Going forward, we expect the New York Times to continue to focus on online advertising and digital subscription products, revenue growth from which should compensate for the declining revenue from print advertising. NYT competes with giants like Facebook, Google (NASDAQ:GOOG) and Yahoo (NASDAQ:YHOO) in the online advertising space.
Digital Subscriptions & Online Advertising to drive growth
NYT reported a total of 472,000 paid subscriptions to all of the company’s digital packages, e-reader editions as of March 2012. Its average digital subscriber base was around 278,000 in 2011, and we expect it to be more than 500,000 in 2012.
Going forward, we expect NYT to focus on refining its digital offerings, and generate more revenue from digital subscriptions.
We also expect it to generate more revenue from digital advertising as it continues to attract more visitors and readers to its website. Attracting a large audience enables NYT to monetize its digital content either via advertising, or subscriptions.

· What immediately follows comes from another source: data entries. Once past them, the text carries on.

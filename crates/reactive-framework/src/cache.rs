//! # Multicast Cache
//!
//! [`MulticastCache`] (exposed as [`Stream::share_replay`]) turns a cold stream
//! into a shared one: one upstream subscription no matter how many subscribers,
//! plus the latest value replayed to anyone joining late.
//!
//! ## Lifecycle
//!
//! | Upstream state | New subscriber receives |
//! |----------------|-------------------------|
//! | not connected | triggers the upstream subscription |
//! | active | the buffered value (if any), then live values |
//! | completed | the buffered value (if any), then `Complete` |
//! | failed | the buffered value (if any), then the same error |
//!
//! A failed cache never retries. When the last subscriber leaves before the
//! upstream finished, the upstream subscription is disposed and the buffered
//! value is kept; the next subscriber reconnects and sees that value first.

use crate::error::StreamError;
use crate::stream::{Event, Stream, Subscriber, Subscription};
use std::cell::RefCell;
use std::rc::Rc;
use tracing::{debug, warn};

#[derive(Clone)]
enum Terminal {
    Completed,
    Failed(StreamError),
}

struct CacheState<T> {
    latest: Option<T>,
    terminal: Option<Terminal>,
    subscribers: Vec<(u64, Subscriber<T>)>,
    next_id: u64,
    upstream: Option<Subscription>,
    connecting: bool,
}

/// A share-replay wrapper around one upstream stream.
pub struct MulticastCache<T> {
    source: Stream<T>,
    state: Rc<RefCell<CacheState<T>>>,
}

impl<T: Clone + 'static> MulticastCache<T> {
    pub fn wrap(source: Stream<T>) -> Self {
        Self {
            source,
            state: Rc::new(RefCell::new(CacheState {
                latest: None,
                terminal: None,
                subscribers: Vec::new(),
                next_id: 0,
                upstream: None,
                connecting: false,
            })),
        }
    }

    /// The shared stream. Every subscription goes through this cache.
    pub fn stream(&self) -> Stream<T> {
        let source = self.source.clone();
        let state = self.state.clone();
        Stream::new(move |subscriber: Subscriber<T>| {
            Self::attach(&state, &source, subscriber);
        })
    }

    fn attach(state: &Rc<RefCell<CacheState<T>>>, source: &Stream<T>, subscriber: Subscriber<T>) {
        let (replay, terminal, id, should_connect) = {
            let mut cache = state.borrow_mut();
            let replay = cache.latest.clone();
            match cache.terminal.clone() {
                Some(terminal) => (replay, Some(terminal), None, false),
                None => {
                    let id = cache.next_id;
                    cache.next_id += 1;
                    cache.subscribers.push((id, subscriber.clone()));
                    let should_connect = cache.upstream.is_none() && !cache.connecting;
                    (replay, None, Some(id), should_connect)
                }
            }
        };

        if let Some(value) = replay {
            subscriber.next(value);
        }
        match terminal {
            Some(Terminal::Completed) => return subscriber.complete(),
            Some(Terminal::Failed(error)) => return subscriber.error(error),
            None => {}
        }

        if let Some(id) = id {
            let state = state.clone();
            subscriber.add_teardown(move || Self::detach(&state, id));
        }
        if should_connect && !subscriber.is_closed() {
            Self::connect(state, source);
        }
    }

    fn detach(state: &Rc<RefCell<CacheState<T>>>, id: u64) {
        let upstream = {
            let mut cache = state.borrow_mut();
            cache.subscribers.retain(|(other, _)| *other != id);
            if cache.subscribers.is_empty() && cache.terminal.is_none() {
                cache.upstream.take()
            } else {
                None
            }
        };
        if let Some(upstream) = upstream {
            debug!("last subscriber left; disconnecting upstream");
            upstream.dispose();
        }
    }

    fn connect(state: &Rc<RefCell<CacheState<T>>>, source: &Stream<T>) {
        debug!("connecting upstream");
        state.borrow_mut().connecting = true;
        let sink_state = state.clone();
        let subscription = source.subscribe(move |event| Self::on_upstream(&sink_state, event));

        let mut cache = state.borrow_mut();
        cache.connecting = false;
        if cache.terminal.is_none() && !cache.subscribers.is_empty() {
            cache.upstream = Some(subscription);
        } else {
            drop(cache);
            subscription.dispose();
        }
    }

    fn on_upstream(state: &Rc<RefCell<CacheState<T>>>, event: Event<T>) {
        match event {
            Event::Next(value) => {
                let targets: Vec<Subscriber<T>> = {
                    let mut cache = state.borrow_mut();
                    cache.latest = Some(value.clone());
                    cache.subscribers.iter().map(|(_, s)| s.clone()).collect()
                };
                for target in targets {
                    target.next(value.clone());
                }
            }
            Event::Error(error) => {
                warn!(%error, "cached upstream failed");
                let targets = Self::finish(state, Terminal::Failed(error.clone()));
                for target in targets {
                    target.error(error.clone());
                }
            }
            Event::Complete => {
                let targets = Self::finish(state, Terminal::Completed);
                for target in targets {
                    target.complete();
                }
            }
        }
    }

    fn finish(state: &Rc<RefCell<CacheState<T>>>, terminal: Terminal) -> Vec<Subscriber<T>> {
        let mut cache = state.borrow_mut();
        cache.terminal = Some(terminal);
        cache.upstream = None;
        std::mem::take(&mut cache.subscribers)
            .into_iter()
            .map(|(_, s)| s)
            .collect()
    }
}

impl<T: Clone + 'static> Stream<T> {
    /// Shares one upstream subscription among all subscribers and replays the
    /// latest value. See [`MulticastCache`].
    pub fn share_replay(&self) -> Stream<T> {
        MulticastCache::wrap(self.clone()).stream()
    }
}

Print Advertising & About.com lag behind
On the other hand, NYT’s print advertising revenues have continue to see a decline. Despite maintaining is print ad market share, its revenues have taken a hit as the overall print advertising market continues to shrink, as advertisers divert more of their ad spending to online mediums.
NYT has started shedding some of its non-core print properties like the Regional Media group, and is expected to increase its focus on online content, while reducing its reliance on the print medium.
About.com saw yet another decline in overall revenue, due to a decline in traffic. We expect the About’s audience to continue to shrink in the coming years.
We are updating Trefis price estimate for The New York Times in light of earnings.